Вскоре Дорохова от него отставили и заменили округлым, балагуристым толстяком с неизменной прибауткой о «Штраусе-внуке». И Камлаев концертировал еще целый год и даже записал в Берлине пластинку с тамошним оркестром Караяна, а потом вдруг сказал себе — хватит. Само пространство концертного зала со всеми этими балюстрадами и гипсовыми профилями великих композиторов, с многочисленными рядами сидений в бархатной обивке показалось ему оскорбительно противоестественным. Его мутило от тошнотворно вдохновенных физиономий слушателей, которые как будто состязались друг с другом в том, кто глубже проникнется «духом великой музыки», и пускали в ход все возможные и невозможные мимические средства — вплоть до экстатического закатывания глаз под лоб. Неужели они договорились, сговорились, что музыка пребывает именно здесь, в пределах специально возведенного и отведенного здания с шести до девяти, как обозначено в концертной программе?

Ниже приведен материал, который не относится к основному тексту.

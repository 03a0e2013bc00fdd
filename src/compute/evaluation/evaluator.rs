//! Evaluator facade: cache, backend and run statistics.

use std::sync::Arc;
use std::time::{Duration, Instant};

use log::{info, trace};

use crate::schema::{BackendConfig, EvaluatorConfig};

use super::backend::ProgressFn;
use super::{
    BatchDispatcher, CacheCounters, Candidate, DispatchItem, EvaluateFn, EvaluationBackend,
    EvaluationCache, EvaluationContext, EvaluationError, Lookup, PoolDispatcher,
};

/// Snapshot of evaluator accounting.
#[derive(Debug, Clone, Copy, Default, PartialEq)]
pub struct EvaluatorStatistics {
    /// Lookups of the current generation.
    pub generation: CacheCounters,
    /// Lookups since the evaluator was created, current generation included.
    pub total: CacheCounters,
    /// Entries currently cached.
    pub cached: usize,
    /// Wall time spent between the first request after a flush and the end
    /// of that flush, summed over the run.
    pub evaluation_time: Duration,
}

/// Resolves candidate fitness through the cache and a backend.
pub struct Evaluator<C: Candidate> {
    name: String,
    config: EvaluatorConfig,
    context: Arc<EvaluationContext<C>>,
    backend: Box<dyn EvaluationBackend<C>>,
    /// Counters of finished generations.
    totals: CacheCounters,
    started: Option<Instant>,
    evaluation_time: Duration,
}

impl<C: Candidate> Evaluator<C> {
    /// Build the evaluator and its configured backend. A pool backend needs
    /// the evaluation `function`.
    pub fn new(
        name: impl Into<String>,
        config: EvaluatorConfig,
        function: Option<Arc<EvaluateFn<C>>>,
    ) -> Result<Self, EvaluationError> {
        let context = Arc::new(EvaluationContext::new(EvaluationCache::new(
            config.cache_size,
        )));

        let backend: Box<dyn EvaluationBackend<C>> = match &config.backend {
            BackendConfig::Batch(batch) => Box::new(BatchDispatcher::new(
                batch.clone(),
                config.concurrency,
                config.fitness_components,
                Arc::clone(&context),
            )),
            BackendConfig::Pool(pool) => {
                let function = function.ok_or(EvaluationError::MissingFunction)?;
                Box::new(PoolDispatcher::new(
                    pool,
                    config.concurrency,
                    config.fitness_components,
                    function,
                    Arc::clone(&context),
                )?)
            }
        };

        Ok(Self::with_backend(name, config, context, backend))
    }

    /// Assemble an evaluator around an existing backend sharing `context`.
    pub fn with_backend(
        name: impl Into<String>,
        config: EvaluatorConfig,
        context: Arc<EvaluationContext<C>>,
        backend: Box<dyn EvaluationBackend<C>>,
    ) -> Self {
        let name = name.into();
        info!(
            "Evaluator {} using {} backend, concurrency {}, cache size {}",
            name,
            backend.name(),
            backend.worker_count(),
            config.cache_size
        );
        Self {
            name,
            config,
            context,
            backend,
            totals: CacheCounters::default(),
            started: None,
            evaluation_time: Duration::ZERO,
        }
    }

    pub fn name(&self) -> &str {
        &self.name
    }

    pub fn config(&self) -> &EvaluatorConfig {
        &self.config
    }

    pub fn context(&self) -> &Arc<EvaluationContext<C>> {
        &self.context
    }

    /// Request the fitness of `candidate`. It is filled immediately on a
    /// cache hit, otherwise by the next [`Evaluator::flush`].
    pub fn evaluate(&mut self, candidate: &Arc<C>) -> Lookup {
        self.started.get_or_insert_with(Instant::now);

        let mut cache = self.context.lock_cache();
        let lookup = cache.evaluate(candidate);
        if lookup == Lookup::Forward {
            self.backend.submit(DispatchItem::new(Arc::clone(candidate)));
        }
        trace!("{} -> {:?}", candidate.id(), lookup);
        lookup
    }

    /// Wait for every pending evaluation, reporting progress at info level.
    pub fn flush(&mut self) -> Result<(), EvaluationError> {
        let name = self.name.clone();
        self.flush_with(&mut |fraction| {
            info!("{}: {:.0}% of evaluations done", name, fraction * 100.0);
        })
    }

    /// Wait for every pending evaluation with a custom progress reporter.
    pub fn flush_with(&mut self, progress: &mut ProgressFn<'_>) -> Result<(), EvaluationError> {
        let result = self.backend.flush(progress);
        if let Some(started) = self.started.take() {
            self.evaluation_time += started.elapsed();
        }
        result
    }

    /// Close the current generation's accounting and move the cache to
    /// `generation`.
    pub fn step(&mut self, generation: u64) {
        let mut cache = self.context.lock_cache();
        self.totals += cache.take_counters();
        cache.step(generation);
        drop(cache);
        self.context.set_generation(generation);
    }

    pub fn statistics(&self) -> EvaluatorStatistics {
        let cache = self.context.lock_cache();
        let generation = cache.counters();
        let mut total = self.totals;
        total += generation;
        EvaluatorStatistics {
            generation,
            total,
            cached: cache.len(),
            evaluation_time: self.evaluation_time,
        }
    }

    pub fn log_statistics(&self) {
        let stats = self.statistics();
        info!(
            "{}: {} evaluations, {} duplicates, {} cache hits this generation ({} cached)",
            self.name,
            stats.generation.actual,
            stats.generation.duplicate,
            stats.generation.cache_hit,
            stats.cached
        );
        info!(
            "{}: {} evaluations, {} duplicates, {} cache hits in total, {:.3}s evaluating",
            self.name,
            stats.total.actual,
            stats.total.duplicate,
            stats.total.cache_hit,
            stats.evaluation_time.as_secs_f64()
        );
    }

    /// Column names matching [`Evaluator::csv_row`].
    pub fn csv_header(&self) -> String {
        format!(
            "{0}_EvalCount,{0}_DuplicateCount,{0}_CacheCount",
            self.name
        )
    }

    /// Current generation's counters as CSV.
    pub fn csv_row(&self) -> String {
        let counters = self.context.lock_cache().counters();
        format!(
            "{},{},{}",
            counters.actual, counters.duplicate, counters.cache_hit
        )
    }

    /// Forget every cached fitness.
    pub fn clear_cache(&mut self) {
        self.context.lock_cache().clear();
    }

    pub fn set_worker_count(&mut self, count: usize) -> Result<(), EvaluationError> {
        self.backend.set_worker_count(count)
    }

    pub fn worker_count(&self) -> usize {
        self.backend.worker_count()
    }

    /// Whether an evaluator asked to end the run.
    pub fn stop_requested(&self) -> bool {
        self.context.stop_requested()
    }

    pub fn generation(&self) -> u64 {
        self.context.generation()
    }

    pub fn evaluation_time(&self) -> Duration {
        self.evaluation_time
    }
}

#[cfg(test)]
mod tests {
    use super::*;
    use crate::compute::evaluation::WorkerContext;
    use crate::compute::evaluation::candidate::testing::TestCandidate;
    use crate::schema::{Fitness, PoolConfig};

    fn evaluator(cache_size: usize) -> Evaluator<TestCandidate> {
        let config = EvaluatorConfig {
            cache_size,
            concurrency: 2,
            backend: BackendConfig::Pool(PoolConfig {
                progress_interval_ms: 10,
            }),
            ..Default::default()
        };
        let function: Arc<EvaluateFn<TestCandidate>> = Arc::new(
            |candidate: &TestCandidate, _: &WorkerContext<'_, TestCandidate>| {
                Ok::<_, crate::compute::evaluation::WorkerError>(Fitness::new(vec![
                    candidate.phenotype.len() as f64,
                ]))
            },
        );
        Evaluator::new("main", config, Some(function)).unwrap()
    }

    fn candidate(id: &str, phenotype: &str) -> Arc<TestCandidate> {
        Arc::new(TestCandidate::new(id, phenotype))
    }

    #[test]
    fn test_pool_requires_function() {
        assert!(matches!(
            Evaluator::<TestCandidate>::new("main", EvaluatorConfig::default(), None),
            Err(EvaluationError::MissingFunction)
        ));
    }

    #[test]
    fn test_generation_accounting() {
        let mut evaluator = evaluator(100);
        evaluator.step(1);

        let a = candidate("1", "aaa");
        assert_eq!(evaluator.evaluate(&a), Lookup::Forward);
        assert_eq!(evaluator.evaluate(&candidate("2", "aaa")), Lookup::Coalesced);
        evaluator.flush_with(&mut |_| {}).unwrap();
        assert_eq!(a.fitness().get().unwrap().values, vec![3.0]);
        assert_eq!(evaluator.csv_row(), "1,1,0");

        evaluator.step(2);
        assert_eq!(evaluator.evaluate(&candidate("3", "aaa")), Lookup::Resolved);
        assert_eq!(evaluator.csv_row(), "0,0,1");

        let stats = evaluator.statistics();
        assert_eq!(stats.total.actual, 1);
        assert_eq!(stats.total.duplicate, 1);
        assert_eq!(stats.total.cache_hit, 1);
        assert_eq!(stats.cached, 1);
        assert_eq!(evaluator.generation(), 2);
    }

    #[test]
    fn test_csv_header() {
        let evaluator = evaluator(10);
        assert_eq!(
            evaluator.csv_header(),
            "main_EvalCount,main_DuplicateCount,main_CacheCount"
        );
    }

    #[test]
    fn test_clear_cache() {
        let mut evaluator = evaluator(100);
        evaluator.evaluate(&candidate("1", "x"));
        evaluator.flush_with(&mut |_| {}).unwrap();
        evaluator.clear_cache();
        assert_eq!(evaluator.statistics().cached, 0);
        evaluator.step(1);
        assert_eq!(evaluator.evaluate(&candidate("2", "x")), Lookup::Forward);
        evaluator.flush_with(&mut |_| {}).unwrap();
    }

    #[test]
    fn test_evaluation_time_accumulates() {
        let mut evaluator = evaluator(100);
        evaluator.evaluate(&candidate("1", "x"));
        evaluator.flush_with(&mut |_| {}).unwrap();
        let first = evaluator.evaluation_time();
        // A flush with nothing requested adds nothing.
        evaluator.flush_with(&mut |_| {}).unwrap();
        assert_eq!(evaluator.evaluation_time(), first);
    }
}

Насильственная, гнусная условность была разлита в воздухе концертных залов и сквозила во всем: и в гипсовых профилях композиторов, и в пристойно-благоговейных рожах «истинных ценителей прекрасного», и в самой идее специально предусмотренных мест для слушателей. Эти люди не жили реальной жизнью: восторгаясь организованным концертным исполнением, они должны были выключаться из жизни — не двигаться, не шевелиться, не вздыхать, а, напротив, каменеть чеканными, обожженными бетховенским «пламенем» лицами, не говоря уже о том, чтобы позволить себе зевнуть или пернуть. Они не имели права подняться, вскочить, хотя музыка, возможно, и призывала их к этому, своим строем, поступью, темпом заставляла вскочить и отплясывать, завинчиваясь в пол. Они не могли вообще ничего — лишь восседать деревянными болванчиками и тайно, в душе, любоваться собой.